I suspect that one of only two types of power the United States administration would recognise -- and thus the only true foundation for that "respect" mentioned in the quote -- is military. (The other is economic.) It is not an arms race we could win -- or even want to enter, for several reasons:
  • a strong military not in lockstep with that of the United States must be suspect
  • few things send a federal budget out of control faster than an arms race
  • and we really don't want a powerful army (in the same way as we never pursued nuclear weapons though we had and have the technology and resources: the only such country in the world).
Yet at the same time we want to be able to pretend at least that we are fully sovereign, that United States could not squash us like a bug any time it wishes, economically, culturally (I mean here in the sense of mass media inundation), or militarily. The Monroe Doctrine and manifest destiny still lurk quietly in the background of every North American squabble. Quite bluntly, if Canada were a force on a parallel with the United States and not for all intents and purposes a satellite state of the United States, we would no longer be tolerated as an independent nation-state by the United States.

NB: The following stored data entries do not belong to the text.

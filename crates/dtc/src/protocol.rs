//! Binary DTC-style wire format.
//!
//! Every frame is a 4-byte little-endian header `{u16 size, u16 type}`
//! followed by `size - 4` payload bytes. Payloads are packed with no
//! padding; strings are fixed-width and null-padded.

use tokio::io::{AsyncRead, AsyncReadExt, AsyncWrite, AsyncWriteExt};

use crate::error::DtcError;

pub const HEADER_LEN: usize = 4;
pub const PROTOCOL_VERSION: u16 = 8;

/// `LogonResponse::result` value for a successful logon.
pub const LOGON_SUCCESS: u16 = 1;
/// `SubscriptionResponse::result` value for an accepted subscription.
pub const SUBSCRIPTION_ACCEPTED: u16 = 0;

pub const USERNAME_LEN: usize = 32;
pub const PASSWORD_LEN: usize = 32;
pub const CLIENT_NAME_LEN: usize = 32;
pub const TEXT_LEN: usize = 64;
pub const SYMBOL_LEN: usize = 64;
pub const EXCHANGE_LEN: usize = 32;

/// Message type codes used by this client.
pub mod message_type {
    pub const LOGON_REQUEST: u16 = 1;
    pub const LOGON_RESPONSE: u16 = 2;
    pub const HEARTBEAT: u16 = 3;
    pub const LOGOFF: u16 = 5;
    pub const MARKET_DATA_SUBSCRIBE: u16 = 101;
    pub const MARKET_DATA_SUBSCRIPTION_RESPONSE: u16 = 102;
    pub const MARKET_DATA_UPDATE_TRADE: u16 = 107;
}

// ---------------------------------------------------------------------------
// Fixed-width strings
// ---------------------------------------------------------------------------

/// Append `value` as a null-padded field of exactly `width` bytes.
/// Longer values are truncated to fit.
pub fn put_fixed_str(buf: &mut Vec<u8>, value: &str, width: usize) {
    let bytes = value.as_bytes();
    let n = bytes.len().min(width);
    buf.extend_from_slice(&bytes[..n]);
    buf.resize(buf.len() + (width - n), 0);
}

/// Read a null-padded field. Everything from the first NUL on is ignored.
pub fn fixed_str(field: &[u8]) -> String {
    let end = field.iter().position(|&b| b == 0).unwrap_or(field.len());
    String::from_utf8_lossy(&field[..end]).into_owned()
}

struct PayloadReader<'a> {
    buf: &'a [u8],
    pos: usize,
    message_type: u16,
}

impl<'a> PayloadReader<'a> {
    fn new(message_type: u16, buf: &'a [u8]) -> Self {
        Self {
            buf,
            pos: 0,
            message_type,
        }
    }

    fn take(&mut self, n: usize) -> Result<&'a [u8], DtcError> {
        let end = self.pos + n;
        if end > self.buf.len() {
            return Err(DtcError::Malformed(format!(
                "message type {} payload too short: need {} bytes, have {}",
                self.message_type,
                end,
                self.buf.len()
            )));
        }
        let slice = &self.buf[self.pos..end];
        self.pos = end;
        Ok(slice)
    }

    fn u16(&mut self) -> Result<u16, DtcError> {
        let b = self.take(2)?;
        Ok(u16::from_le_bytes([b[0], b[1]]))
    }

    fn u32(&mut self) -> Result<u32, DtcError> {
        let b = self.take(4)?;
        Ok(u32::from_le_bytes([b[0], b[1], b[2], b[3]]))
    }

    fn f64(&mut self) -> Result<f64, DtcError> {
        let b = self.take(8)?;
        let mut raw = [0u8; 8];
        raw.copy_from_slice(b);
        Ok(f64::from_le_bytes(raw))
    }

    fn str(&mut self, width: usize) -> Result<String, DtcError> {
        self.take(width).map(fixed_str)
    }
}

// ---------------------------------------------------------------------------
// Messages
// ---------------------------------------------------------------------------

#[derive(Debug, Clone, PartialEq)]
pub struct LogonRequest {
    pub protocol_version: u16,
    pub username: String,
    pub password: String,
    pub heartbeat_interval_secs: u16,
    pub client_name: String,
}

#[derive(Debug, Clone, PartialEq)]
pub struct LogonResponse {
    pub protocol_version: u16,
    pub result: u16,
    pub result_text: String,
}

#[derive(Debug, Clone, PartialEq)]
pub struct Heartbeat {
    pub num_dropped_messages: u32,
}

#[derive(Debug, Clone, PartialEq)]
pub struct Logoff {
    pub reason: String,
}

#[derive(Debug, Clone, PartialEq)]
pub struct MarketDataSubscribe {
    pub request_id: u32,
    pub symbol: String,
    pub exchange: String,
}

#[derive(Debug, Clone, PartialEq)]
pub struct SubscriptionResponse {
    pub request_id: u32,
    pub result: u16,
    pub reason: String,
}

#[derive(Debug, Clone, PartialEq)]
pub struct TradeUpdate {
    pub request_id: u32,
    pub symbol: String,
    pub exchange: String,
    pub price: f64,
    pub size: f64,
    /// Seconds since the Unix epoch, fractional.
    pub timestamp: f64,
}

/// Every message this client sends or understands.
#[derive(Debug, Clone, PartialEq)]
pub enum Message {
    LogonRequest(LogonRequest),
    LogonResponse(LogonResponse),
    Heartbeat(Heartbeat),
    Logoff(Logoff),
    MarketDataSubscribe(MarketDataSubscribe),
    SubscriptionResponse(SubscriptionResponse),
    TradeUpdate(TradeUpdate),
}

impl Message {
    pub fn message_type(&self) -> u16 {
        use message_type::*;
        match self {
            Message::LogonRequest(_) => LOGON_REQUEST,
            Message::LogonResponse(_) => LOGON_RESPONSE,
            Message::Heartbeat(_) => HEARTBEAT,
            Message::Logoff(_) => LOGOFF,
            Message::MarketDataSubscribe(_) => MARKET_DATA_SUBSCRIBE,
            Message::SubscriptionResponse(_) => MARKET_DATA_SUBSCRIPTION_RESPONSE,
            Message::TradeUpdate(_) => MARKET_DATA_UPDATE_TRADE,
        }
    }

    fn encode_payload(&self, buf: &mut Vec<u8>) {
        match self {
            Message::LogonRequest(m) => {
                buf.extend_from_slice(&m.protocol_version.to_le_bytes());
                put_fixed_str(buf, &m.username, USERNAME_LEN);
                put_fixed_str(buf, &m.password, PASSWORD_LEN);
                buf.extend_from_slice(&m.heartbeat_interval_secs.to_le_bytes());
                put_fixed_str(buf, &m.client_name, CLIENT_NAME_LEN);
            }
            Message::LogonResponse(m) => {
                buf.extend_from_slice(&m.protocol_version.to_le_bytes());
                buf.extend_from_slice(&m.result.to_le_bytes());
                put_fixed_str(buf, &m.result_text, TEXT_LEN);
            }
            Message::Heartbeat(m) => {
                buf.extend_from_slice(&m.num_dropped_messages.to_le_bytes());
            }
            Message::Logoff(m) => {
                put_fixed_str(buf, &m.reason, TEXT_LEN);
            }
            Message::MarketDataSubscribe(m) => {
                buf.extend_from_slice(&m.request_id.to_le_bytes());
                put_fixed_str(buf, &m.symbol, SYMBOL_LEN);
                put_fixed_str(buf, &m.exchange, EXCHANGE_LEN);
            }
            Message::SubscriptionResponse(m) => {
                buf.extend_from_slice(&m.request_id.to_le_bytes());
                buf.extend_from_slice(&m.result.to_le_bytes());
                put_fixed_str(buf, &m.reason, TEXT_LEN);
            }
            Message::TradeUpdate(m) => {
                buf.extend_from_slice(&m.request_id.to_le_bytes());
                put_fixed_str(buf, &m.symbol, SYMBOL_LEN);
                put_fixed_str(buf, &m.exchange, EXCHANGE_LEN);
                buf.extend_from_slice(&m.price.to_le_bytes());
                buf.extend_from_slice(&m.size.to_le_bytes());
                buf.extend_from_slice(&m.timestamp.to_le_bytes());
            }
        }
    }

    /// Encode a complete frame, header included.
    pub fn encode(&self) -> Vec<u8> {
        let mut buf = Vec::with_capacity(128);
        buf.extend_from_slice(&[0u8; HEADER_LEN]);
        self.encode_payload(&mut buf);

        // Payloads are fixed-width and far below u16::MAX.
        let size = buf.len() as u16;
        buf[0..2].copy_from_slice(&size.to_le_bytes());
        buf[2..4].copy_from_slice(&self.message_type().to_le_bytes());
        buf
    }

    /// Decode the payload of a frame. Trailing bytes beyond the known
    /// layout are ignored.
    pub fn decode(frame: &Frame) -> Result<Message, DtcError> {
        use message_type::*;
        let mut r = PayloadReader::new(frame.message_type, &frame.payload);
        let msg = match frame.message_type {
            LOGON_REQUEST => Message::LogonRequest(LogonRequest {
                protocol_version: r.u16()?,
                username: r.str(USERNAME_LEN)?,
                password: r.str(PASSWORD_LEN)?,
                heartbeat_interval_secs: r.u16()?,
                client_name: r.str(CLIENT_NAME_LEN)?,
            }),
            LOGON_RESPONSE => Message::LogonResponse(LogonResponse {
                protocol_version: r.u16()?,
                result: r.u16()?,
                result_text: r.str(TEXT_LEN)?,
            }),
            HEARTBEAT => Message::Heartbeat(Heartbeat {
                num_dropped_messages: r.u32()?,
            }),
            LOGOFF => Message::Logoff(Logoff {
                reason: r.str(TEXT_LEN)?,
            }),
            MARKET_DATA_SUBSCRIBE => Message::MarketDataSubscribe(MarketDataSubscribe {
                request_id: r.u32()?,
                symbol: r.str(SYMBOL_LEN)?,
                exchange: r.str(EXCHANGE_LEN)?,
            }),
            MARKET_DATA_SUBSCRIPTION_RESPONSE => {
                Message::SubscriptionResponse(SubscriptionResponse {
                    request_id: r.u32()?,
                    result: r.u16()?,
                    reason: r.str(TEXT_LEN)?,
                })
            }
            MARKET_DATA_UPDATE_TRADE => Message::TradeUpdate(TradeUpdate {
                request_id: r.u32()?,
                symbol: r.str(SYMBOL_LEN)?,
                exchange: r.str(EXCHANGE_LEN)?,
                price: r.f64()?,
                size: r.f64()?,
                timestamp: r.f64()?,
            }),
            other => return Err(DtcError::UnexpectedMessage(other)),
        };
        Ok(msg)
    }
}

// ---------------------------------------------------------------------------
// Framing
// ---------------------------------------------------------------------------

/// One raw frame as read off the socket.
#[derive(Debug, Clone, PartialEq, Eq)]
pub struct Frame {
    pub message_type: u16,
    pub payload: Vec<u8>,
}

/// Read a single frame. A short read surfaces as an `UnexpectedEof` IO error.
pub async fn read_frame<R: AsyncRead + Unpin>(reader: &mut R) -> Result<Frame, DtcError> {
    let mut header = [0u8; HEADER_LEN];
    reader.read_exact(&mut header).await?;
    let size = u16::from_le_bytes([header[0], header[1]]) as usize;
    let message_type = u16::from_le_bytes([header[2], header[3]]);
    if size < HEADER_LEN {
        return Err(DtcError::Malformed(format!(
            "frame size {} smaller than header",
            size
        )));
    }

    let mut payload = vec![0u8; size - HEADER_LEN];
    reader.read_exact(&mut payload).await?;
    Ok(Frame {
        message_type,
        payload,
    })
}

/// Encode and write a message, flushing afterwards.
pub async fn write_message<W: AsyncWrite + Unpin>(
    writer: &mut W,
    msg: &Message,
) -> Result<(), DtcError> {
    writer.write_all(&msg.encode()).await?;
    writer.flush().await?;
    Ok(())
}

The simplest way between the horns of this dilemma is to not let ourselves become powerful enough to be seen as a potential threat.


Oh, this feuding just ain't friendly,
Though you've got to admit it's trendy
But we're still neighbours, so
Let it blow, let it blow, let it blow.

Oh, this clashing just ain't stopping,
So I brought some corn for popping,
With the flame war turned down low,
Let it blow, let it blow, let it blow.

When we finally call a truce
(For a time, we'll agree to release)
But really, what's the use?
The slippery slope is still greased!

Who knows the long-term impact?
We're still feeling mighty bushwhacked,
But we'll always be neighbours, so
Let it blow, let it blow, let it blow.